R - Redisplay current inspected object.
U - Move upward/backward to previous inspected object.
?, H, Help - Show this help.
<other> - Evaluate the input as an expression.
Within the inspector, the special variable SB-EXT:*INSPECTED* is bound
to the current inspected object, so that it can be referred to in
evaluated expressions.
So the command 1 walks into the data structure, here a list.
> 1
The object is a proper list of length 2.
0. 0: A
1. 1: ,B
Walk in further:
> 1
The object is a STRUCTURE-OBJECT of type SB-IMPL::COMMA.
0. EXPR: B
1. KIND: 0
Here the Inspector tells us that the object is a structure of a certain type. That's what we wanted to know.
We now leave the Inspector using the command q and the flatten function continues and returns a value:
> q
(SB-INT:QUASIQUOTE A ,B)
For anyone else who is trying to get defmacro! to work on SBCL, a temporary solution to this problem is to grope inside the unquote structure during the flatten procedure recursively flatten its contents:
(defun flatten (x)
(labels ((flatten-recursively (x flattening-list)
(cond ((null x) flattening-list)
((eq (type-of x) 'SB-IMPL::COMMA) (flatten-recursively (sb-impl::comma-expr x) flattening-list))
((atom x) (cons x flattening-list))
(t (flatten-recursively (car x) (flatten-recursively (cdr x) flattening-list))))))
(flatten-recursively x nil)))
But this is horribly platform dependant. If I find a better way, I'll post it.

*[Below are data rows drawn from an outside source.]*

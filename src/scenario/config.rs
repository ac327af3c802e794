//! Scenario configuration types
//!
//! Defines the data structures for deserializing YAML test scenarios.

use serde::Deserialize;
use std::collections::BTreeMap;
use std::path::PathBuf;

/// A complete test scenario loaded from a YAML file
#[derive(Deserialize, Debug)]
pub struct ScenarioConfig {
    /// Name of the scenario
    pub name: String,
    /// Optional description of what the scenario verifies
    pub description: Option<String>,
    /// Provisioning target configuration
    pub terraform: TargetConfig,
    /// Retry settings for the provisioning commands
    #[serde(default)]
    pub retry: RetryConfig,
    /// Output assertions evaluated after apply
    pub outputs: Vec<OutputAssertion>,
}

/// Configuration for the provisioning target
#[derive(Deserialize, Debug)]
pub struct TargetConfig {
    /// Directory with the infrastructure definition (relative to the
    /// scenario file)
    pub dir: PathBuf,
    /// Copy the definition to a temp dir before provisioning
    #[serde(default)]
    pub copy_to_temp: bool,
    /// Variables passed as `-var`
    #[serde(default)]
    pub vars: BTreeMap<String, serde_yaml::Value>,
    /// Variable files passed as `-var-file`
    #[serde(default)]
    pub var_files: Vec<PathBuf>,
}

/// Retry settings for a scenario
#[derive(Deserialize, Debug)]
pub struct RetryConfig {
    /// Additional attempts after the first (0 falls back to config-file
    /// defaults)
    #[serde(default)]
    pub max_retries: u32,
    /// Seconds to sleep before each retry attempt
    pub delay_secs: Option<u64>,
    /// Extra signatures: pattern -> human-readable reason
    #[serde(default)]
    pub signatures: BTreeMap<String, String>,
    /// Include the built-in transient-init signatures (default: true)
    #[serde(default = "default_true")]
    pub use_default_signatures: bool,
}

fn default_true() -> bool {
    true
}

impl Default for RetryConfig {
    fn default() -> Self {
        Self {
            max_retries: 0,
            delay_secs: None,
            signatures: BTreeMap::new(),
            use_default_signatures: true,
        }
    }
}

/// One output assertion
#[derive(Deserialize, Debug)]
pub struct OutputAssertion {
    /// Name of the declared output to read
    pub output: String,
    /// Expected value as an arbitrarily nested fixture
    pub equals: serde_yaml::Value,
}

In case anyone's still interested in this one, here are my three cents. My objection to the above modification of flatten is that it might be more naturally useful as it were originally, while the problem with representations of unquote is rather endemic to defmacro/g!. I came up with a not-too-pretty modification of defmacro/g! using features to decide what to do. Namely, when dealing with non-SBCL implementations (#-sbcl) we proceed as before, while in the case of SBCL (#+sbcl) we dig into the sb-impl::comma structure, use its expr attribute when necessary and use equalp in remove-duplicates, as we are now dealing with structures, not symbols. Here's the code:
(defmacro defmacro/g! (name args &rest body)

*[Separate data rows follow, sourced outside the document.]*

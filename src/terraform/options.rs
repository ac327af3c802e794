//! Invocation options for the provisioning tool

use std::collections::BTreeMap;
use std::path::PathBuf;
use std::time::Duration;

use crate::common::config::Config;
use crate::common::{Error, Result};
use crate::retry::RetryPolicy;

/// Name of the provisioning binary looked up in PATH when no override is set
pub const DEFAULT_BINARY: &str = "terraform";

/// Known-transient failures of `init` in CI: plugin fetches fail for network
/// reasons and succeed after a few retries
pub const DEFAULT_RETRYABLE_ERRORS: &[(&str, &str)] = &[
    (
        ".*unable to verify signature.*",
        "Failed to retrieve plugin due to transient network error.",
    ),
    (
        ".*unable to verify checksum.*",
        "Failed to retrieve plugin due to transient network error.",
    ),
    (
        ".*no provider exists with the given name.*",
        "Failed to retrieve plugin due to transient network error.",
    ),
    (
        ".*registry service is unreachable.*",
        "Failed to retrieve plugin due to transient network error.",
    ),
    (
        ".*connection reset by peer.*",
        "Failed to retrieve plugin due to transient network error.",
    ),
];

/// Options for one scenario's provisioning commands
///
/// Constructed once per scenario and immutable thereafter; the retry loop
/// re-invokes commands with identical options.
#[derive(Debug, Clone)]
pub struct Options {
    /// Directory containing the infrastructure definition
    pub terraform_dir: PathBuf,

    /// Variables passed as `-var name=value` (composites serialize as JSON)
    pub vars: BTreeMap<String, serde_json::Value>,

    /// Variable files passed as `-var-file`
    pub var_files: Vec<PathBuf>,

    /// Environment variables set for every invocation
    pub env_vars: BTreeMap<String, String>,

    /// Disable colored tool output so captured text is parseable
    pub no_color: bool,

    /// Retry signatures: pattern -> human-readable reason
    pub retryable_errors: BTreeMap<String, String>,

    /// Additional attempts after the first
    pub max_retries: u32,

    /// Delay before each retry attempt
    pub time_between_retries: Duration,

    /// Override for the provisioning binary (default: `terraform` from PATH)
    pub binary: Option<PathBuf>,
}

impl Options {
    /// Options with no automatic retries
    pub fn new(terraform_dir: impl Into<PathBuf>) -> Self {
        Self {
            terraform_dir: terraform_dir.into(),
            vars: BTreeMap::new(),
            var_files: Vec::new(),
            env_vars: BTreeMap::new(),
            no_color: true,
            retryable_errors: BTreeMap::new(),
            max_retries: 0,
            time_between_retries: Duration::from_secs(5),
            binary: None,
        }
    }

    /// Add the default transient-init signatures with a retry budget of 3
    /// attempts, 5 seconds apart
    pub fn with_default_retryable_errors(mut self) -> Self {
        for (pattern, reason) in DEFAULT_RETRYABLE_ERRORS {
            self.retryable_errors
                .insert((*pattern).to_string(), (*reason).to_string());
        }
        if self.max_retries == 0 {
            self.max_retries = 3;
        }
        self
    }

    /// Merge config-file defaults into unset fields
    ///
    /// Explicitly set options always win; config signatures are added to the
    /// scenario's own.
    pub fn with_config_defaults(mut self, config: &Config) -> Self {
        if self.max_retries == 0 {
            self.max_retries = config.retry.max_retries;
            self.time_between_retries = Duration::from_secs(config.retry.delay_secs);
        }
        for (pattern, reason) in &config.signatures {
            self.retryable_errors
                .entry(pattern.clone())
                .or_insert_with(|| reason.clone());
        }
        if self.binary.is_none() {
            self.binary = config.binary.clone();
        }
        self
    }

    /// Set a variable
    pub fn var(mut self, name: &str, value: impl Into<serde_json::Value>) -> Self {
        self.vars.insert(name.to_string(), value.into());
        self
    }

    /// Compile the retry policy from the configured signatures
    pub fn retry_policy(&self) -> Result<RetryPolicy> {
        RetryPolicy::new(
            &self.retryable_errors,
            self.max_retries,
            self.time_between_retries,
        )
    }

    /// Resolve the provisioning binary, via the override or PATH lookup
    pub fn resolve_binary(&self) -> Result<PathBuf> {
        if let Some(binary) = &self.binary {
            return Ok(binary.clone());
        }
        which::which(DEFAULT_BINARY).map_err(|_| Error::BinaryNotFound {
            name: DEFAULT_BINARY.to_string(),
        })
    }
}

(let ((syms (remove-duplicates
(remove-if-not #-sbcl #'g!-symbol-p
#+sbcl #'(lambda (s)
(and (sb-impl::comma-p s)
(g!-symbol-p (sb-impl::comma-expr s))))
(flatten body))
:test #-sbcl #'eql #+sbcl #'equalp)))
`(defmacro ,name ,args
(let ,(mapcar
(lambda (s)
`(#-sbcl ,s #+sbcl ,(sb-impl::comma-expr s)
(gensym ,(subseq
#-sbcl
(symbol-name s)
#+sbcl
(symbol-name (sb-impl::comma-expr s))
2))))
syms)
,#body))))
It works with SBCL. I have yet to test it thoroughly on other implementations.